Non aveva voluto una scorta per non mettere a rischio altri uomini, perché, in cuor suo, sapeva che qualcosa, prima o poi, gli sarebbe accaduto. E alla fine è morto da solo, scappando in mezzo a delle sterpaglie che paradossalmente per lui rappresentavano la vita. Esattamente 30 anni fa, era il 21 settembre del 1990, veniva ucciso da un commando mafioso il giudice Rosario Livatino, originario di Canicattì (Agrigento), 38 anni, conosciuto da tutti, dopo la morte, come «il giudice ragazzino», così come ribattezzò l'allora capo dello Stato, Francesco Cossiga, i giovani magistrati che venivano mandati in terre di mafia. E la mafia, la Stidda (un gruppo di fuoriusciti di Cosa Nostra) con l'eclatante uccisione di Livatino voleva dare un segnale forte al capo dei capi, Totò Riina, che, pur sapendo che qualcosa nell'aria stava avvenendo, tacendo permise che quel delitto, alla fine, andasse in porto.
Livatino, che dai boss di Cosa Nostra veniva definito uno «scimunito», un «santocchio», un bigotto, per quel suo attaccamento alla fede, non si occupava, però, soltanto di piccole questioni di paese: il magistrato canicattinese che indagava anche su appalti e massoneria aveva incontrato Giovanni Falcone a Palermo con cui stava collaborando. Dalle agende personali di Livatino emerge, infatti, il 10 luglio del 1986, un «appuntamento con il giudice Falcone». «Il magistrato di Canicattì», spiega a il Giornale monsignor Vincenzo Bertolone, arcivescovo di Catanzaro e Postulatore della Causa di Beatificazione di Rosario Livatino, «prima di morire aveva anche collaborato ad una relazione redatta dai magistrati d'appello delle quattro corti siciliane, che diverrà la base del lavoro di Giovanni Falcone in qualità di Direttore affari penali del Ministero di Grazia e Giustizia». Ecco il perché di quell'incontro, da molti descritto come «segreto», avvenuto cinque mesi dopo l'apertura del primo maxiprocesso a Cosa Nostra. Le numerose agendine del giudice, dove appuntava tutto ciò che faceva «Sub Tutela Dei», nelle mani di Dio, ci consegnano l'immagine di un uomo che divideva le sue giornate tra il tantissimo lavoro, la famiglia (viveva con i genitori), le visite ai parenti e numerosi momenti di preghiera in chiesa, dove teneva anche corsi alle giovani coppie.
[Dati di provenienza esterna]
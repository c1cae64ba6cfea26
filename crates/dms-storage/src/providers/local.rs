//! Local filesystem content store.

use std::path::{Path, PathBuf};

use async_trait::async_trait;
use bytes::Bytes;
use tokio::fs;
use tracing::debug;
use uuid::Uuid;

use dms_core::error::{AppError, ErrorKind};
use dms_core::result::AppResult;
use dms_core::traits::ContentStore;
use dms_core::types::{ContentRef, SaveType};

/// Stores each blob as a file under a root directory, sharded by the
/// first two hex characters of its key.
#[derive(Debug, Clone)]
pub struct LocalContentStore {
    /// Root directory for all stored content.
    root: PathBuf,
}

impl LocalContentStore {
    /// Create a new local store rooted at the given path.
    pub async fn new(root_path: &str) -> AppResult<Self> {
        let root = PathBuf::from(root_path);
        fs::create_dir_all(&root).await.map_err(|e| {
            AppError::with_source(
                ErrorKind::Storage,
                format!("Failed to create content root: {}", root.display()),
                e,
            )
        })?;
        Ok(Self { root })
    }

    /// Resolve a key to an absolute path within the root.
    fn resolve(&self, content: &ContentRef) -> AppResult<PathBuf> {
        if content.backend != SaveType::File {
            return Err(AppError::internal(format!(
                "Reference {content} does not belong to the file store"
            )));
        }
        let key = content.key.as_str();
        let valid = !key.is_empty()
            && !key.starts_with('/')
            && key
                .split('/')
                .all(|part| !part.is_empty() && part != "." && part != "..");
        if !valid {
            return Err(AppError::validation(format!("Invalid content key: {key}")));
        }
        Ok(self.root.join(key))
    }

    /// Ensure the parent directory of a path exists.
    async fn ensure_parent(&self, path: &Path) -> AppResult<()> {
        if let Some(parent) = path.parent() {
            fs::create_dir_all(parent).await.map_err(|e| {
                AppError::with_source(
                    ErrorKind::Storage,
                    format!("Failed to create parent directory: {}", parent.display()),
                    e,
                )
            })?;
        }
        Ok(())
    }
}

#[async_trait]
impl ContentStore for LocalContentStore {
    fn save_type(&self) -> SaveType {
        SaveType::File
    }

    async fn health_check(&self) -> AppResult<bool> {
        Ok(self.root.exists() && self.root.is_dir())
    }

    async fn put(&self, data: Bytes) -> AppResult<ContentRef> {
        let id = Uuid::new_v4().simple().to_string();
        let content = ContentRef::new(SaveType::File, format!("{}/{}", &id[..2], &id[2..]));
        let full_path = self.resolve(&content)?;
        self.ensure_parent(&full_path).await?;

        // write under a temporary name so readers never see a partial blob
        let tmp_path = full_path.with_extension("part");
        fs::write(&tmp_path, &data).await.map_err(|e| {
            AppError::with_source(
                ErrorKind::Storage,
                format!("Failed to write content: {content}"),
                e,
            )
        })?;
        fs::rename(&tmp_path, &full_path).await.map_err(|e| {
            AppError::with_source(
                ErrorKind::Storage,
                format!("Failed to finalize content: {content}"),
                e,
            )
        })?;

        debug!(key = %content.key, bytes = data.len(), "Wrote content file");
        Ok(content)
    }

    async fn get(&self, content: &ContentRef) -> AppResult<Bytes> {
        let full_path = self.resolve(content)?;
        let data = fs::read(&full_path).await.map_err(|e| {
            if e.kind() == std::io::ErrorKind::NotFound {
                AppError::not_found(format!("Content not found: {content}"))
            } else {
                AppError::with_source(
                    ErrorKind::Storage,
                    format!("Failed to read content: {content}"),
                    e,
                )
            }
        })?;
        Ok(Bytes::from(data))
    }

    async fn delete(&self, content: &ContentRef) -> AppResult<()> {
        let full_path = self.resolve(content)?;
        match fs::remove_file(&full_path).await {
            Ok(()) => Ok(()),
            Err(e) if e.kind() == std::io::ErrorKind::NotFound => Ok(()),
            Err(e) => Err(AppError::with_source(
                ErrorKind::Storage,
                format!("Failed to delete content: {content}"),
                e,
            )),
        }
    }

    async fn contains(&self, content: &ContentRef) -> AppResult<bool> {
        if content.backend != SaveType::File {
            return Ok(false);
        }
        let full_path = self.resolve(content)?;
        Ok(fs::try_exists(&full_path).await.unwrap_or(false))
    }
}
Emerge un attaccamento particolare alla madre, un interesse per il calcio (nel giugno del 1978 appunta di esser andato a casa di amici per seguire la partita dei mondiali Germania-Italia perché il televisore di casa è guasto) e poi convegni, incontri, considerazioni personali sulla propria esistenza, spezzata improvvisamente in una mattina di fine estate. «Non sapevo nemmeno chi fosse Rosario Livatino», spiega Gaetano Puzzangaro, uno dei quattro killer del commando omicida che ha testimoniato per la causa di beatificazione, «quella mattina speravo che Livatino non uscisse di casa o facesse un'altra strada: eravamo dei ragazzini poco più che ventenni, ci avevano detto che il magistrato lavorava contro noi giovani, che favoriva i nostri rivali. Soltanto dopo ho capito che quell'uomo stava lavorando anche per noi, per il nostro futuro. E ho voluto testimoniare per la sua causa perché glielo dovevo».
«Livatino aveva anche rinunciato al matrimonio per non coinvolgere altri innocenti», spiega il Postulatore monsignor Bertolone, «se il magistrato sarà dichiarato Beato dalla Chiesa, potrebbe diventare Patrono di tutti gli operatori della giustizia: ma questo potrà avvenire soltanto se una folla di fedeli e l'arcivescovo di Agrigento sottoporranno una richiesta ufficiale alla Santa Sede».